L’homme vaquait dans son logis quand quelqu’un frappa trois coups sourds à sa porte. Lorsqu’il l’ouvrit, la Voix apparut, et de cette bouche ces paroles sortirent :
« Si on supprimait tous les mots, c’est-à-dire toutes ces inventions humaines, toutes ces chimères, toutes ces représentations mentales floues, que nous resterait-il, à nous, pauvres mortels, de songes à caresser, de mirages à entrevoir, de folie à éprouver ?
Si le mal produit du bien, que le bien produit du mal, et que, dans sa misère, ou bien dans sa bonne fortune, l’être est incapable de démêler, et même de concevoir, l’écheveau des conséquences de ses pensées et de ses actes, alors, – que faire ? que dire ? que penser ? que devenir ?… quoi être ?
Si dans la vie d’un être il n’y a pas de sens véritable qui résiste au temps, et si, comme l’écrit Jaccard, « le fou qui a perdu la raison [est] toujours la parodie du sage qui a transcendé l’ego », l’un étant « paranoïaque » et l’autre « métanoïaque1 », eh bien, sur quelle réalité peut-il et doit-il poser son regard ? et à quelles choses s’attacher ? et en quelles régions évoluer ?
Si la bêtise, la sottise, l’erreur, le ridicule inondent tous les sillons, courent les rues, envahissent l’ensemble des pitoyables chaumières, à quoi bon tant d’efforts, à quoi bon résister : à quoi bon tenter de s’en délivrer, de s’échapper, de s’élever ? À quoi cela rime-t-il de convoiter le beau de Musset ou le vrai de Boileau, de s’évertuer à mêler le sublime au grotesque ?
Si rien ne dure, si rien n’est sûr, à quoi tout peut-il bien servir, et comment ceci va-t-il finir ? »
Ainsi parlait la « petite » voix intérieure grincheuse : cette présence qui, telle une intruse aussi indésirée que tenace, toujours revient, inlassablement tambourine dehors ; cet écho insatiable, qui pénètre le bon gîte en hurlant « l’éternel : “À quoi bon?” » (Green).

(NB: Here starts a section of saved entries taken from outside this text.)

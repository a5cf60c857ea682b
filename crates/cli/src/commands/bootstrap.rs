//! Bootstrap command implementation.

use std::time::Duration;

use anyhow::{Context, Result};
use keyscope_client::{CancellationToken, EntryRegistry, RetrieveContext};
use keyscope_config::{Environment, LoadedBoot};
use tracing::info;

use crate::cancellation::Cancelled;

pub async fn run(
    loaded: LoadedBoot,
    deadline: Option<Duration>,
    pretty: bool,
    cancel: &CancellationToken,
) -> Result<()> {
    let env = Environment::from_process();
    let mut registry = EntryRegistry::from_boot(&loaded.boot, &env, &loaded.settings)
        .context("Failed to register entries")?;

    let mut ctx = RetrieveContext::new().with_cancellation(cancel.clone());
    if let Some(deadline) = deadline {
        ctx = ctx.with_timeout(deadline);
    }

    info!(entries = registry.len(), "Bootstrapping entries...");
    registry.bootstrap_all(&ctx).await;

    if cancel.is_cancelled() {
        return Err(Cancelled.into());
    }

    let safe = registry.marshal_safe();
    let output = if pretty {
        serde_json::to_string_pretty(&safe)?
    } else {
        serde_json::to_string(&safe)?
    };
    println!("{}", output);

    Ok(())
}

Assommé par ses coups puissants et imprévisibles, accablé par la douleur lancinante tapie dans ses ondes, dans ses sons, il arrive que, l’esclave, le temps d’un souffle, complètement transfiguré, devenu maître, se ressaisisse… et qu’armé du trait de la sagesse retrouvée il lance d’une main assurée :
« C’en est assez ! Gardes ! faites taire ce trou béant qui crache trop ! Arrêtez-le, emportez ses excès que je ne puis supporter ! Allez, défaites-moi de cette importune, qui aux coeurs généreux ne leur montre que leurs propres lacunes ! »
- Roland Jaccard, La tentation nihiliste suivi de Le cimetière de la morale (Paris, puf, 2012), 16.